Самым важным человеком в день приезда был электрик Вдовин, негромкий человек в гимнастерке, с совершенно красным от пьянства лицом. С утра 22-го папа отправился за ним в конец нашего поселка к постройкам, называвшимся тогда «бараки». Вернулся он один и сказал, что у кого-то громко работало радио и что-то такое он услышал, из чего следовало, что вроде бы будет выступать Молотов. Узнать что-нибудь более определенное можно было у нашего соседа Лужецкого — у него был радиоприемник, по тем временам большая редкость. Лужецкий жил наискосок от нас, совсем рядом со станцией. Папа взял меня за руку, и мы вышли из калитки. Не успели мы повернуть к забору Лужецкого, как на дороге появился запыхавшийся человек в берете, который на бегу крикнул папе, что и когда немцы бомбили.

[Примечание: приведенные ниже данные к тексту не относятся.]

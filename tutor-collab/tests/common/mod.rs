//! In-memory relay harness: sessions and a room wired together without
//! sockets. Every frame is encoded and decoded on the way through.

#![allow(dead_code)]

use std::collections::{BTreeMap, VecDeque};
use tokio::time::Instant;

use tutor_collab::crdt::Document;
use tutor_collab::error::SyncError;
use tutor_collab::presence::PresenceConfig;
use tutor_collab::protocol::{Frame, RoomKey};
use tutor_collab::room::{MemberId, Outbound, RoomOutput, RoomState};
use tutor_collab::session::{SessionEvent, SessionOutput, SyncSession};

pub struct Peer {
    pub session: SyncSession,
    pub connected: bool,
    pub events: Vec<SessionEvent>,
    /// Every frame delivered to this peer, in order.
    pub received: Vec<Frame>,
}

enum Hop {
    ToRoom(MemberId, Frame),
    ToPeer(MemberId, Frame),
}

pub struct Net {
    pub room: RoomState,
    peers: BTreeMap<MemberId, Peer>,
    queue: VecDeque<Hop>,
    /// Every frame delivered to the room, with its sender.
    pub room_received: Vec<(MemberId, Frame)>,
    presence: PresenceConfig,
}

fn wire(frame: &Frame) -> Frame {
    let bytes = frame.encode().expect("encode");
    Frame::decode(&bytes).expect("decode")
}

impl Net {
    pub fn new(presence: PresenceConfig) -> Self {
        Self::with_room(RoomState::new(RoomKey::code("harness"), presence.clone()), presence)
    }

    pub fn with_room(room: RoomState, presence: PresenceConfig) -> Self {
        Self {
            room,
            peers: BTreeMap::new(),
            queue: VecDeque::new(),
            room_received: Vec::new(),
            presence,
        }
    }

    /// Add a disconnected peer whose replica has `origin`.
    pub fn add_peer(&mut self, member: MemberId, origin: u64) {
        let session = SyncSession::new(Document::with_origin(origin), self.presence.clone(), 10_000);
        self.peers.insert(
            member,
            Peer { session, connected: false, events: Vec::new(), received: Vec::new() },
        );
    }

    pub fn peer(&self, member: MemberId) -> &Peer {
        &self.peers[&member]
    }

    pub fn peer_mut(&mut self, member: MemberId) -> &mut Peer {
        self.peers.get_mut(&member).expect("unknown peer")
    }

    pub fn text(&self, member: MemberId) -> String {
        self.peer(member).session.text()
    }

    pub fn members(&self) -> Vec<MemberId> {
        self.peers.keys().copied().collect()
    }

    pub fn connect(&mut self, member: MemberId) {
        let peer = self.peer_mut(member);
        peer.connected = true;
        let events = peer.session.begin_connect();
        peer.events.extend(events);

        let out = self.room.join(member);
        self.route(out);
        let out = self.peer_mut(member).session.on_transport_open();
        self.emit(member, out);
        self.pump();
    }

    /// Transport drops without a leave message.
    pub fn disconnect(&mut self, member: MemberId) {
        let peer = self.peer_mut(member);
        peer.connected = false;
        let out = peer.session.on_transport_closed();
        peer.events.extend(out.events);

        let out = self.room.leave(member);
        self.route(out);
        self.pump();
    }

    /// Peer announces its departure, then the transport closes.
    pub fn leave(&mut self, member: MemberId) {
        let frame = self.peer_mut(member).session.leave_frame();
        self.queue.push_back(Hop::ToRoom(member, frame));
        self.pump();
        self.disconnect(member);
    }

    /// Peer stops talking while the relay still thinks it is connected.
    pub fn go_silent(&mut self, member: MemberId) {
        self.peer_mut(member).connected = false;
    }

    /// Run a local operation on a peer's session and deliver its output.
    pub fn edit<F>(&mut self, member: MemberId, f: F)
    where
        F: FnOnce(&mut SyncSession) -> Result<SessionOutput, SyncError>,
    {
        let out = f(&mut self.peer_mut(member).session).expect("local edit");
        self.emit(member, out);
        self.pump();
    }

    pub fn set_presence(&mut self, member: MemberId, patch: tutor_collab::presence::AwarenessPatch) {
        let out = self.peer_mut(member).session.set_presence(patch);
        self.emit(member, out);
        self.pump();
    }

    /// Heartbeats from every connected peer.
    pub fn heartbeats(&mut self) {
        for member in self.members() {
            let peer = self.peer(member);
            if !peer.connected {
                continue;
            }
            if let Some(frame) = peer.session.heartbeat() {
                self.queue.push_back(Hop::ToRoom(member, frame));
            }
        }
        self.pump();
    }

    /// Presence sweeps on the relay and on every connected peer.
    pub fn sweep(&mut self, now: Instant) {
        let out = self.room.sweep(now);
        self.route(out);
        for member in self.members() {
            if self.peer(member).connected {
                let out = self.peer_mut(member).session.sweep(now);
                self.emit(member, out);
            }
        }
        self.pump();
    }

    fn emit(&mut self, member: MemberId, out: SessionOutput) {
        let peer = self.peer_mut(member);
        peer.events.extend(out.events);
        if peer.connected {
            for frame in out.frames {
                self.queue.push_back(Hop::ToRoom(member, frame));
            }
        }
    }

    fn route(&mut self, out: RoomOutput) {
        for outbound in out.outbound {
            match outbound {
                Outbound::To(member, frame) => self.queue.push_back(Hop::ToPeer(member, frame)),
                Outbound::Broadcast { except, frame } => {
                    for member in self.members() {
                        if Some(member) != except {
                            self.queue.push_back(Hop::ToPeer(member, frame.clone()));
                        }
                    }
                }
            }
        }
    }

    /// Deliver queued frames until the network is quiet.
    pub fn pump(&mut self) {
        while let Some(hop) = self.queue.pop_front() {
            match hop {
                Hop::ToRoom(member, frame) => {
                    let frame = wire(&frame);
                    self.room_received.push((member, frame.clone()));
                    let out = self.room.handle(member, frame);
                    self.route(out);
                }
                Hop::ToPeer(member, frame) => {
                    let Some(peer) = self.peers.get_mut(&member) else { continue };
                    if !peer.connected {
                        continue;
                    }
                    let frame = wire(&frame);
                    peer.received.push(frame.clone());
                    let out = peer.session.handle_frame(frame);
                    self.emit(member, out);
                }
            }
        }
    }
}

Поворачиваясь, чтобы вернуться домой, папа сказал мне: «Ты, пожалуйста, не огорошивай маму». Что происходило дальше в этот и много следующих дней, я совершенно не помню. Мой разговор с отцом накануне отъезда из Москвы я уже описала выше.

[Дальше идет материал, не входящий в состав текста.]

//! WebSocket relay: routes connections to rooms by URL path.
//!
//! Architecture:
//! ```text
//! ws://host/code-session-42 ──┐
//!                              ├── RoomRegistry ── RoomActor(code-session-42)
//! ws://host/code-session-42 ──┘                        │
//!                                                      ├── Document (replica)
//! ws://host/note-session-42 ──── RoomActor(...)        ├── PresenceRoom
//!                                                      ├── BroadcastGroup
//!                                                      └── RoomStore (RocksDB)
//! ```
//!
//! The room key comes from the last path segment of the upgrade request;
//! anything that does not parse as `<code|note>-session-<id>` is refused
//! with HTTP 400 before the handshake completes. Each connection task only
//! shuttles bytes: frames go to the room actor, encoded frames come back
//! through the member's direct channel or the room broadcast.
//!
//! Reference: Kleppmann - Designing Data-Intensive Applications, Chapters 3 & 8

use futures_util::{SinkExt, StreamExt};
use log::{debug, error, info, trace, warn};
use std::net::SocketAddr;
use std::path::PathBuf;
use std::sync::atomic::{AtomicU64, Ordering};
use std::sync::Arc;
use tokio::net::{TcpListener, TcpStream};
use tokio::sync::broadcast::error::RecvError;
use tokio::sync::{mpsc, RwLock};
use tokio_tungstenite::tungstenite::handshake::server::{ErrorResponse, Request, Response};
use tokio_tungstenite::tungstenite::http::StatusCode;
use tokio_tungstenite::tungstenite::protocol::frame::coding::CloseCode;
use tokio_tungstenite::tungstenite::protocol::CloseFrame;
use tokio_tungstenite::tungstenite::Message;

use crate::protocol::{Frame, RoomKey};
use crate::room::{MemberId, Membership, RoomConfig, RoomRegistry};
use crate::storage::{RoomStore, StoreConfig, StoreError};

type BoxError = Box<dyn std::error::Error + Send + Sync>;

/// Relay configuration.
#[derive(Debug, Clone)]
pub struct RelayConfig {
    /// Address to bind to
    pub bind_addr: String,
    pub room: RoomConfig,
    /// Persistence storage path (None = in-memory only)
    pub storage_path: Option<PathBuf>,
}

impl Default for RelayConfig {
    fn default() -> Self {
        Self {
            bind_addr: "127.0.0.1:9090".to_string(),
            room: RoomConfig::default(),
            storage_path: None,
        }
    }
}

impl RelayConfig {
    pub fn for_testing(storage_path: Option<PathBuf>) -> Self {
        Self {
            bind_addr: "127.0.0.1:0".to_string(),
            room: RoomConfig::for_testing(),
            storage_path,
        }
    }
}

/// Relay statistics.
#[derive(Debug, Clone, Default)]
pub struct RelayStats {
    pub total_connections: u64,
    pub active_connections: u64,
    pub rejected_connections: u64,
    pub total_frames: u64,
    pub total_bytes: u64,
    /// Frames that failed to decode.
    pub dropped_frames: u64,
    /// Members disconnected for falling behind the room broadcast.
    pub lagged_members: u64,
    pub active_rooms: usize,
    pub rooms_created: u64,
    pub rooms_evicted: u64,
    pub persisted_updates: u64,
    pub persisted_snapshots: u64,
}

/// The relay server.
pub struct RelayServer {
    config: RelayConfig,
    registry: RoomRegistry,
    stats: Arc<RwLock<RelayStats>>,
    store: Option<Arc<RoomStore>>,
    next_member: Arc<AtomicU64>,
}

impl RelayServer {
    /// Create a relay, opening the store if a storage path is configured.
    pub fn new(config: RelayConfig) -> Result<Self, StoreError> {
        let store = match &config.storage_path {
            Some(path) => {
                let store = RoomStore::open(StoreConfig {
                    path: path.clone(),
                    ..StoreConfig::default()
                })?;
                info!("Room store opened at {}", path.display());
                Some(Arc::new(store))
            }
            None => None,
        };

        Ok(Self {
            registry: RoomRegistry::new(config.room.clone(), store.clone()),
            config,
            stats: Arc::new(RwLock::new(RelayStats::default())),
            store,
            next_member: Arc::new(AtomicU64::new(1)),
        })
    }

    /// Bind the configured address and serve forever.
    pub async fn run(&self) -> Result<(), BoxError> {
        let listener = TcpListener::bind(&self.config.bind_addr).await?;
        info!("Collab relay listening on {}", listener.local_addr()?);
        self.serve(listener).await
    }

    /// Accept connections from an already bound listener.
    pub async fn serve(&self, listener: TcpListener) -> Result<(), BoxError> {
        loop {
            let (stream, addr) = listener.accept().await?;
            let registry = self.registry.clone();
            let stats = self.stats.clone();
            let member = self.next_member.fetch_add(1, Ordering::Relaxed);

            tokio::spawn(async move {
                if let Err(e) = Self::handle_connection(stream, addr, member, registry, stats).await {
                    warn!("Connection error from {addr}: {e}");
                }
            });
        }
    }

    async fn handle_connection(
        stream: TcpStream,
        addr: SocketAddr,
        member: MemberId,
        registry: RoomRegistry,
        stats: Arc<RwLock<RelayStats>>,
    ) -> Result<(), BoxError> {
        let mut room_key = None;
        let handshake = tokio_tungstenite::accept_hdr_async(stream, |req: &Request, resp: Response| {
            match RoomKey::from_path(req.uri().path()) {
                Ok(key) => {
                    room_key = Some(key);
                    Ok(resp)
                }
                Err(e) => {
                    let mut reject = ErrorResponse::new(Some(e.to_string()));
                    *reject.status_mut() = StatusCode::BAD_REQUEST;
                    Err(reject)
                }
            }
        })
        .await;

        let (ws_stream, key) = match (handshake, room_key) {
            (Ok(ws), Some(key)) => (ws, key),
            (result, _) => {
                stats.write().await.rejected_connections += 1;
                if let Err(e) = result {
                    debug!("Rejected connection from {addr}: {e}");
                }
                return Ok(());
            }
        };

        info!("Member {member} from {addr} joining room {key}");
        {
            let mut s = stats.write().await;
            s.total_connections += 1;
            s.active_connections += 1;
        }

        let result = Self::serve_member(ws_stream, addr, member, &key, &registry, &stats).await;

        {
            let mut s = stats.write().await;
            s.active_connections = s.active_connections.saturating_sub(1);
        }
        info!("Member {member} left room {key}");
        result
    }

    async fn serve_member(
        ws_stream: tokio_tungstenite::WebSocketStream<TcpStream>,
        addr: SocketAddr,
        member: MemberId,
        key: &RoomKey,
        registry: &RoomRegistry,
        stats: &Arc<RwLock<RelayStats>>,
    ) -> Result<(), BoxError> {
        let (mut ws_sender, mut ws_receiver) = ws_stream.split();
        let (direct_tx, mut direct_rx) = mpsc::unbounded_channel();

        let Membership { handle, mut receiver } = match registry.join(key, member, direct_tx).await {
            Ok(membership) => membership,
            Err(e) => {
                warn!("Member {member} could not join: {e}");
                let close = CloseFrame { code: CloseCode::Again, reason: e.to_string().into() };
                ws_sender.send(Message::Close(Some(close))).await?;
                return Ok(());
            }
        };

        let result: Result<(), BoxError> = async {
            loop {
                tokio::select! {
                    // Incoming WebSocket message
                    msg = ws_receiver.next() => match msg {
                        Some(Ok(Message::Binary(data))) => {
                            {
                                let mut s = stats.write().await;
                                s.total_frames += 1;
                                s.total_bytes += data.len() as u64;
                            }
                            match Frame::decode(&data) {
                                Ok(frame) => {
                                    trace!("Member {member} -> {:?}", frame.message_type());
                                    if !handle.send_frame(member, frame).await {
                                        warn!("Room {key} stopped under member {member}");
                                        break;
                                    }
                                }
                                Err(e) => {
                                    warn!("Dropping malformed frame from {addr}: {e}");
                                    stats.write().await.dropped_frames += 1;
                                }
                            }
                        }
                        Some(Ok(Message::Ping(data))) => {
                            ws_sender.send(Message::Pong(data)).await?;
                        }
                        Some(Ok(Message::Close(_))) | None => {
                            debug!("Connection closed from {addr}");
                            break;
                        }
                        Some(Err(e)) => {
                            warn!("WebSocket error from {addr}: {e}");
                            break;
                        }
                        Some(Ok(_)) => {}
                    },

                    // Replies addressed to this member
                    Some(bytes) = direct_rx.recv() => {
                        ws_sender.send(Message::Binary(bytes.to_vec().into())).await?;
                    }

                    // Room-wide traffic
                    msg = receiver.recv() => match msg {
                        Ok(envelope) => {
                            if envelope.is_for(member) {
                                ws_sender.send(Message::Binary(envelope.bytes.to_vec().into())).await?;
                            }
                        }
                        Err(RecvError::Lagged(n)) => {
                            // missed frames cannot be replayed here; the client resyncs on reconnect
                            warn!("Member {member} lagged by {n} frames, disconnecting");
                            stats.write().await.lagged_members += 1;
                            let close = CloseFrame {
                                code: CloseCode::Again,
                                reason: "lagged behind room traffic".into(),
                            };
                            let _ = ws_sender.send(Message::Close(Some(close))).await;
                            break;
                        }
                        Err(RecvError::Closed) => break,
                    },
                }
            }
            Ok(())
        }
        .await;

        handle.leave(member).await;
        if let Err(e) = &result {
            error!("Member {member} in room {key} failed: {e}");
        }
        result
    }

    /// Relay statistics, room counters included.
    pub async fn stats(&self) -> RelayStats {
        let mut stats = self.stats.read().await.clone();
        let rooms = self.registry.stats().await;
        stats.active_rooms = self.registry.room_count().await;
        stats.rooms_created = rooms.rooms_created;
        stats.rooms_evicted = rooms.rooms_evicted;
        stats.persisted_updates = rooms.persisted_updates;
        stats.persisted_snapshots = rooms.persisted_snapshots;
        stats
    }

    pub fn bind_addr(&self) -> &str {
        &self.config.bind_addr
    }

    pub fn registry(&self) -> &RoomRegistry {
        &self.registry
    }

    /// Get the persistent store (if configured).
    pub fn store(&self) -> Option<&Arc<RoomStore>> {
        self.store.as_ref()
    }
}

Первым этапом нашей эвакуации был Дзержинск, небольшой промышленный город под Горьким. Ехали мы туда долго, старинным колесным пароходом. По дороге мы узнали, что Москву бомбили. В Дзержинске мы пробыли до конца октября 1941 года. Надо думать, что тогда и кончилось мое детство. Девочка, которая переходила улицу Горького только с няней, осталась в незнакомом городе одна. Я ходила в какую-то школу, сама спускалась в убежище, если тревога была днем, помогала выводить туда маленьких из детсада, который был в нашем дворе.
Дзержинск был построен вокруг химических заводов и в этом смысле мог бы считаться тогдашним аналогом каких-нибудь Набережных Челнов. Помимо самих заводов с их наполненными взрывоопасными веществами емкостями, кругом были огромные склады химического оружия — не знаю уж, какого именно. Город бомбили часто, кругом все горело, но особого страха я не испытывала — по малолетству и глупости. Ужаснулась я по-настоящему, когда в Москве 16 октября началась паника. Отец по делам службы числа 18-го поехал в Горький. Все шоссе было запружено людьми, уходившими из Москвы пешком. Каким-то образом вышел из этой медленно движущейся массы оборванный человек. Папа узнал в нем своего давнего товарища, Рашковского. Оба они, по рассказам отца, разрыдались. Рашковский шел пешком вторые сутки.
Безнадежность нашего положения стала отцу окончательно ясна после того, как в тот же день привокзальную площадь, где он ждал поезда обратно в Дзержинск, на бреющем полете обстрелял немецкий самолет. Отец мой, при всей своей мягкости, был, как я уже говорила, человеком неробкого десятка. Он не столько испугался, сколько был раздавлен тем, что в людей стреляли, как в стадо. Связи с Москвой уже не было. Сводкам Информбюро перестали верить. Где был фронт, никто не знал. Надо было спасаться, ехать дальше на восток. В общей панике тогдашний нарком химической промышленности принял замечательное и вполне советское решение. Он уволил всех сотрудников, оставив только свой непосредственный аппарат. (Об этом я знаю из рассказов родителей, но думаю, что так примерно дело и было.)
В один из этих смутных дней мы с папой пошли в магазин, где почему-то купили небольшой фаянсовый чайник для заварки. Дома нас встретила мама, которая была совершенно вне себя. Оказалось, что последний эшелон, на который мы хоть как-то могли надеяться, только что ушел. Ясно было, что, не зная заранее, мы бы все равно им не уехали. Но чего ради именно в это время мы с папой покупали чайник?! (Этот невзрачный чайник пережил все, и моих родителей тоже.)
Позже оказалось, что до города Молотова (так тогда называлась Пермь) эшелон шел месяц и довез, увы, далеко не всех. Мы же опять уехали по воде, и притом последним пароходом. Сели мы на него благодаря маме, которая в ситуации крайностей была способна на отчаянные поступки. С ее слов я знаю следующее. Узнав в порту, что есть еще один пароход, который увозит эвакуированных, мама нашла капитана и спросила его, кто судовой врач. Судового врача не было. Мама сказала, что или она поедет в этом качестве, или капитан пойдет под трибунал. Рисковал ли капитан трибуналом в действительности, я не знаю, но кончилось тем, что он отдал маме свою каюту. Где спала мама, и спала ли она вообще те десять дней, пока мы плыли по Волге и Каме, я не помню, но я спала на узком капитанском дерматиновом диване с вылезающими пружинами и без белья.